I am calculating the intersection point of two lines with the following function:
// Functions of lines as per requested:
// f(y1) = starty1 + x * d1
// f(y2) = starty2 + x * d2
// x1 and y1 are the coordinates of the first point
// x2 and y2 are the coordinates of the second point
// d1 and d2 are the deltas of the corresponding lines
private static double[] intersect(double x1, double y1, double d1, double x2, double y2, double d2) {
double starty1 = y1 - x1 * d1;
double starty2 = y2 - x2 * d2;
double rx = (starty2 - starty1) / (d1 - d2);
double ry = starty1 + d1 * rx;
tmpRes[0] = rx;
tmpRes[1] = ry;
return tmpRes;
}
// This is the same function, but takes 4 points to make two lines,
// instead of two points and two deltas.
private static double[] tmpRes = new double[2];
private static double[] intersect(double x1, double y1, double x2, double y2, double x3, double y3, double x4, double y4) {
double d1 = (y1 - y2) / (x1 - x2);
double d2 = (y3 - y4) / (x3 - x4);
double starty1 = y1 - x1 * d1;
double starty2 = y3 - x3 * d2;
double rx = (starty2 - starty1) / (d1 - d2);
double ry = starty1 + d1 * rx;
tmpRes[0] = rx;
tmpRes[1] = ry;
return tmpRes;
}
However as d1 or d2 get bigger (for vertical lines) the results are getting much less accurate. How can I prevent this from happening?

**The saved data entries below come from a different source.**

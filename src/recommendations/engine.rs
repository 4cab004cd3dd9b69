//! Recommendation engine implementation.
//!
//! Generates a ranked track list by:
//! 1. Expanding each seed into tracks (genre search, artist top tracks,
//!    track -> primary artist -> top tracks)
//! 2. Merging everything into one pool, first occurrence of an id wins
//! 3. Scoring each candidate against the target with synthetic features
//! 4. Returning the closest `limit` tracks

use futures_util::future::try_join_all;
use std::collections::HashSet;
use std::sync::Arc;

use super::errors::RecommendationError;
use super::features::estimate_features;
use super::source::TrackSource;
use super::types::{
    CandidateTrack, RecommendationRequest, RecommendationResult, Seed, SeedKind, SeedList,
    TargetVector, MAX_SEEDS, POPULAR_GENRES,
};
use crate::spotify::Track;

/// Tracks requested per genre search.
pub const GENRE_SEARCH_LIMIT: u32 = 50;

/// Maximum number of seed suggestions returned to a picker.
pub const MAX_SUGGESTIONS: usize = 5;

#[derive(Debug, Clone, Copy, Default, PartialEq, Eq)]
pub enum ExpansionMode {
    /// One seed at a time, in order.
    #[default]
    Sequential,
    /// All seeds at once; results are merged back in seed order.
    Concurrent,
}

pub struct RecommendationEngine {
    source: Arc<dyn TrackSource>,
    mode: ExpansionMode,
}

impl RecommendationEngine {
    pub fn new(source: Arc<dyn TrackSource>) -> Self {
        Self {
            source,
            mode: ExpansionMode::default(),
        }
    }

    pub fn with_mode(mut self, mode: ExpansionMode) -> Self {
        self.mode = mode;
        self
    }

    /// Generate recommendations, folding any failure into the result's
    /// error descriptor.
    pub async fn generate(&self, request: &RecommendationRequest) -> RecommendationResult {
        match self.recommend(request).await {
            Ok(tracks) => RecommendationResult::ok(tracks),
            Err(e) => {
                log::warn!("Recommendation failed ({}): {}", e.status(), e);
                RecommendationResult::failed(&e)
            }
        }
    }

    pub async fn recommend(
        &self,
        request: &RecommendationRequest,
    ) -> Result<Vec<CandidateTrack>, RecommendationError> {
        let seeds = validate_seeds(&request.seeds)?;

        log::info!(
            "Generating recommendations from {} seeds ({:?} expansion)",
            seeds.len(),
            self.mode
        );

        let batches = self.expand_all(&seeds).await?;

        let excluded: HashSet<&str> = seeds
            .iter()
            .filter(|s| s.kind == SeedKind::Track)
            .map(|s| s.id.as_str())
            .collect();
        let pool = merge_candidates(batches, &excluded);

        log::info!("Candidate pool: {} unique tracks", pool.len());

        if pool.is_empty() {
            return Err(RecommendationError::NoCandidates);
        }

        let ranked = rank(pool, &request.target, request.effective_limit());
        log::info!("Recommendations ready: {} tracks", ranked.len());

        Ok(ranked)
    }

    async fn expand_all(&self, seeds: &[&Seed]) -> Result<Vec<Vec<Track>>, RecommendationError> {
        match self.mode {
            ExpansionMode::Sequential => {
                let mut batches = Vec::with_capacity(seeds.len());
                for seed in seeds {
                    batches.push(self.expand_seed(seed).await?);
                }
                Ok(batches)
            }
            ExpansionMode::Concurrent => {
                try_join_all(seeds.iter().map(|seed| self.expand_seed(seed))).await
            }
        }
    }

    async fn expand_seed(&self, seed: &Seed) -> Result<Vec<Track>, RecommendationError> {
        let tracks = match seed.kind {
            SeedKind::Genre => {
                self.source
                    .genre_tracks(&seed.id, GENRE_SEARCH_LIMIT)
                    .await?
            }
            SeedKind::Artist => self.source.artist_top_tracks(&seed.id).await?,
            SeedKind::Track => {
                let track = self.source.track(&seed.id).await?;
                match track.primary_artist() {
                    Some(artist) => {
                        let artist_id = artist.id.clone();
                        self.source
                            .artist_top_tracks(&artist_id)
                            .await?
                            .into_iter()
                            .filter(|t| t.id != seed.id)
                            .collect()
                    }
                    None => {
                        log::warn!("Track seed {} has no artist, skipping", seed.id);
                        Vec::new()
                    }
                }
            }
        };

        log::debug!(
            "Expanded {:?} seed '{}' into {} tracks",
            seed.kind,
            seed.label,
            tracks.len()
        );

        Ok(tracks)
    }

    /// Seed suggestions for free text: matching popular genres first, then
    /// artists and tracks from the API. Already selected seeds are left out.
    ///
    /// A failed API lookup falls back to genre matches alone.
    pub async fn suggest_seeds(&self, query: &str, selected: &SeedList) -> Vec<Seed> {
        let query = query.trim();
        if query.is_empty() {
            return Vec::new();
        }
        let needle = query.to_lowercase();

        let mut suggestions: Vec<Seed> = POPULAR_GENRES
            .iter()
            .filter(|g| {
                g.id.contains(&needle) || g.label.to_lowercase().contains(&needle)
            })
            .map(|g| g.seed())
            .filter(|s| !selected.contains(&s.id))
            .collect();

        match self
            .source
            .suggest_seeds(query, MAX_SUGGESTIONS as u32)
            .await
        {
            Ok(found) => suggestions.extend(
                found
                    .into_iter()
                    .filter(|s| !selected.contains(&s.id)),
            ),
            Err(e) => log::warn!("Seed search failed for '{}': {}", query, e),
        }

        suggestions.truncate(MAX_SUGGESTIONS);
        suggestions
    }
}

/// Reject empty and oversized seed lists, and drop repeated ids.
fn validate_seeds(seeds: &[Seed]) -> Result<Vec<&Seed>, RecommendationError> {
    if seeds.is_empty() {
        return Err(RecommendationError::NoSeeds);
    }
    if seeds.len() > MAX_SEEDS {
        return Err(RecommendationError::TooManySeeds(seeds.len()));
    }

    let mut seen = HashSet::new();
    Ok(seeds
        .iter()
        .filter(|s| {
            let fresh = seen.insert(s.id.as_str());
            if !fresh {
                log::debug!("Ignoring repeated seed {}", s.id);
            }
            fresh
        })
        .collect())
}

/// Flatten per-seed batches in order, keeping the first track seen per id.
fn merge_candidates(batches: Vec<Vec<Track>>, excluded: &HashSet<&str>) -> Vec<CandidateTrack> {
    let mut seen = HashSet::new();
    let mut pool = Vec::new();

    for track in batches.into_iter().flatten() {
        if track.id.is_empty() || excluded.contains(track.id.as_str()) {
            continue;
        }
        if seen.insert(track.id.clone()) {
            pool.push(CandidateTrack::from(track));
        }
    }

    pool
}

/// Stable ascending sort by distance to `target`, truncated to `limit`.
pub fn rank(
    candidates: Vec<CandidateTrack>,
    target: &TargetVector,
    limit: usize,
) -> Vec<CandidateTrack> {
    let target = target.as_features();

    let mut scored: Vec<(f64, CandidateTrack)> = candidates
        .into_iter()
        .map(|c| (estimate_features(&c.id).distance(&target), c))
        .collect();
    scored.sort_by(|a, b| a.0.total_cmp(&b.0));

    scored
        .into_iter()
        .take(limit)
        .map(|(_, candidate)| candidate)
        .collect()
}
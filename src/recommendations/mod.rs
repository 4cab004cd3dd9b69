//! Recommendation engine for music discovery.
//!
//! Expands user-chosen seeds into candidate tracks through the Spotify Web
//! API, then ranks them against target feature values.

pub mod engine;
pub mod errors;
pub mod features;
pub mod source;
pub mod types;

pub use engine::{ExpansionMode, RecommendationEngine};
pub use errors::{RecommendationError, SeedError};
pub use features::estimate_features;
pub use source::TrackSource;
pub use types::{
    CandidateTrack, ErrorDescriptor, FeatureVector, RecommendationRequest, RecommendationResult,
    Seed, SeedKind, SeedList, TargetVector, DEFAULT_LIMIT, MAX_SEEDS, POPULAR_GENRES,
};
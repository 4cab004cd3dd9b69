use async_trait::async_trait;

use super::types::Seed;
use crate::spotify::{SpotifyClient, SpotifyError, Track};

/// Lookups the engine needs to expand seeds into candidate tracks.
#[async_trait]
pub trait TrackSource: Send + Sync {
    /// Full-text track search for the genre string.
    async fn genre_tracks(&self, genre: &str, limit: u32) -> Result<Vec<Track>, SpotifyError>;

    async fn artist_top_tracks(&self, artist_id: &str) -> Result<Vec<Track>, SpotifyError>;

    async fn track(&self, track_id: &str) -> Result<Track, SpotifyError>;

    /// Artist and track seeds matching free text.
    async fn suggest_seeds(&self, query: &str, limit: u32) -> Result<Vec<Seed>, SpotifyError>;
}

#[async_trait]
impl TrackSource for SpotifyClient {
    async fn genre_tracks(&self, genre: &str, limit: u32) -> Result<Vec<Track>, SpotifyError> {
        self.search_tracks(genre, limit).await
    }

    async fn artist_top_tracks(&self, artist_id: &str) -> Result<Vec<Track>, SpotifyError> {
        SpotifyClient::artist_top_tracks(self, artist_id).await
    }

    async fn track(&self, track_id: &str) -> Result<Track, SpotifyError> {
        SpotifyClient::track(self, track_id).await
    }

    async fn suggest_seeds(&self, query: &str, limit: u32) -> Result<Vec<Seed>, SpotifyError> {
        let response = self.search_suggestions(query, limit).await?;

        let artists = response
            .artists
            .map(|p| p.items)
            .unwrap_or_default()
            .into_iter()
            .map(|a| Seed::artist(a.id, a.name));
        let tracks = response
            .tracks
            .map(|p| p.items)
            .unwrap_or_default()
            .into_iter()
            .map(|t| {
                let label = match t.primary_artist() {
                    Some(artist) => format!("{} - {}", t.name, artist.name),
                    None => t.name.clone(),
                };
                Seed::track(t.id, label)
            });

        Ok(artists.chain(tracks).collect())
    }
}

For my case I have two lines perpendicular to each other. If the lines are rotated 45 degrees, I get accurate results. If the lines are at 0 or 90 degrees, I get inaccurate results (one axis of the intersection is correct, the other is all over the place.
Edit
Using a cross product:
private static double[] crTmp = new double[3];
public static double[] cross(double a, double b, double c, double a2, double b2, double c2){
double newA = b*c2 - c*b2;
double newB = c*a2 - a*c2;
double newC = a*b2 - b*a2;
crTmp[0] = newA;
crTmp[1] = newB;
crTmp[2] = newC;
return crTmp;
}
public static double[] linesIntersect(double x1, double y1, double d1, double x2, double y2, double d2)
{
double dd1 = 1.0 / d1;
double dd2 = 1.0 / d2;
double a1, b1, a2, b2, c1, c2;
if (Math.abs(d1) < Math.abs(dd1)) {
a1 = d1;
b1 = -1.0;
c1 = y1 - x1 * d1;
} else {
a1 = 1.0;
b1 = dd1;
c1 = -x1 - y1 * dd1;
}
if (Math.abs(d2) < Math.abs(dd2)) {
a2 = d2;
b2 = -1.0;
c2 = y2 - x2 * d2;
} else {
a2 = 1.0;
b2 = dd2;
c2 = -x2 - y2 * dd2;
}
double[] v1 = {a1, b1, c1};
double[] v2 = {a2, b2, c2};
double[] res = cross(v1[0], v1[1], v1[2], v2[0], v2[1], v2[2]);
tmpRes[0] = res[0] / res[2];
tmpRes[1] = res[1] / res[2];
return tmpRes;
}
It is easiest if you use homogeneous notation:
Change your line representation from y = d*x + c to
d*x - y + c = 0 = [d -1 c] . [x y 1]
(where . means inner product)
Using this notation, you can write your lines as two vectors: [d1 -1 y1] and [d2 -1 y2]
Take the cross product of these two vectors, giving you a new vector:
[d1 -1 y1] x [d2 -1 y2] = [a b c]
(I'll leave you to look up how to calculate the cross product, but it's just simple multiplication)
The intersection of the two points is at (a/c, b/c). Provided the two lines are not parallel, c will be non-zero.
See: http://robotics.stanford.edu/~birch/projective/node4.html
One advantage of the a*x + b*y + c = 0 form of the line equation is that you can represent vertical lines naturally: you can't represent the line x = 1 by in the form y = m*x + c, because m would be infinity, whereas you can with 1*x + 0*y - 1 = 0.